# [GIVEN RECORDS]
impl PromptDisplay for PlainDisplay {
    fn clear(&self) {}
    fn redraw(&self) {}
}

// ─────────────────────────────────────────────────────────────────────────────
// ConsoleInput
// ─────────────────────────────────────────────────────────────────────────────

/// A running console reader.
pub struct ConsoleInput {
    lines: mpsc::Receiver<String>,
    display: Arc<dyn PromptDisplay>,
    cancel: CancellationToken,
    done: CancellationToken,
    interrupted: Arc<AtomicBool>,
    task: Option<JoinHandle<()>>,
}

impl ConsoleInput {
    /// Spawn exactly one reader task over `source`.
    pub fn start<S>(source: S, display: Arc<dyn PromptDisplay>) -> Self
    where
        S: LineSource + 'static,
    {
        let (tx, lines) = mpsc::channel(1);
        let cancel = CancellationToken::new();
        let done = CancellationToken::new();
        let interrupted = Arc::new(AtomicBool::new(false));

        let task = tokio::spawn(read_lines(
            source,
            tx,
            cancel.clone(),
            done.clone(),
            interrupted.clone(),
        ));

        Self {
            lines,
            display,
            cancel,
            done,
            interrupted,
            task: Some(task),
        }
    }

    /// Next line, or `None` once the source has ended.
    pub async fn recv(&mut self) -> Option<String> {
        self.lines.recv().await
    }

    /// Resolves once the reader task has exited.
    pub async fn done(&self) {
        self.done.cancelled().await;
    }

    /// Whether the source ended because the operator pressed Ctrl-C.
    pub fn interrupted(&self) -> bool {
        self.interrupted.load(Ordering::Acquire)
    }

    /// Unblock the pending read and stop the reader.
    pub fn cancel(&self) {
        self.cancel.cancel();
    }

    /// Erase the unfinished input line.
    pub fn clear(&self) {
        self.display.clear();
    }

    /// Restore the prompt and the unfinished input line.
    pub fn redraw(&self) {
        self.display.redraw();
    }

    /// Cancel and wait (bounded) for the reader task, releasing the source.
    pub async fn close(&mut self) {
        self.cancel();
        let Some(task) = self.task.take() else {
            return;
        };
        match tokio::time::timeout(CONSOLE_CLOSE_TIMEOUT, task).await {
            Err(_) => debug!("console reader did not exit in time"),
            Ok(Err(e)) => debug!(error = %e, "console reader task failed"),
            Ok(Ok(())) => {}
        }
    }
}
//! # wsline-settings
//!
//! Layered configuration for the wsline client and echo server.
//!
//! Settings are resolved from four layers (lowest priority first):
//! 1. **Compiled defaults**: [`WslineSettings::default()`]
//! 2. **User file**: `~/.wsline/settings.json` or `--config <path>` (deep-merged over defaults)
//! 3. **Environment variables**: `WSLINE_*` and `NO_COLOR`
//! 4. **Command-line flags**: applied by the binary after loading

#![deny(unsafe_code)]

pub mod errors;
pub mod loader;
pub mod types;

pub use errors::{Result, SettingsError};
pub use loader::{
    apply_env_overrides, apply_env_overrides_with, deep_merge, load_settings,
    load_settings_from_path, settings_path,
};
pub use types::*;

// ─────────────────────────────────────────────────────────────────────────────
// Tests
// ─────────────────────────────────────────────────────────────────────────────

#[cfg(test)]
mod tests {
    use super::*;

    #[test]
    fn re_exports_work() {
        let _settings = WslineSettings::default();
        let _path = settings_path();
    }

    #[test]
    fn default_settings_are_valid() {
        let settings = WslineSettings::default();
        assert_eq!(settings.client.wait_secs, 2);
        assert_eq!(settings.client.handshake_timeout_secs, 5);
        assert_eq!(settings.client.control_prefix, '/');
        assert!(!settings.client.slash_commands);
        assert_eq!(settings.server.host, "127.0.0.1");
        assert_eq!(settings.server.path, "/");
        assert!(settings.output.color);
        assert!(settings.validate().is_ok());
    }
}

# [TASK BRIEF]
The lines to copy are those in the records above containing the word "reader".

# [THE COMPLETED TASK]
/// A running console reader.
    /// Spawn exactly one reader task over `source`.
    /// Resolves once the reader task has exited.
    /// Unblock the pending read and stop the reader.
    /// Cancel and wait (bounded) for the reader task, releasing the source.
            Err(_) => debug!("console reader did not exit in time"),
            Ok(Err(e)) => debug!(error = %e, "console reader task failed"),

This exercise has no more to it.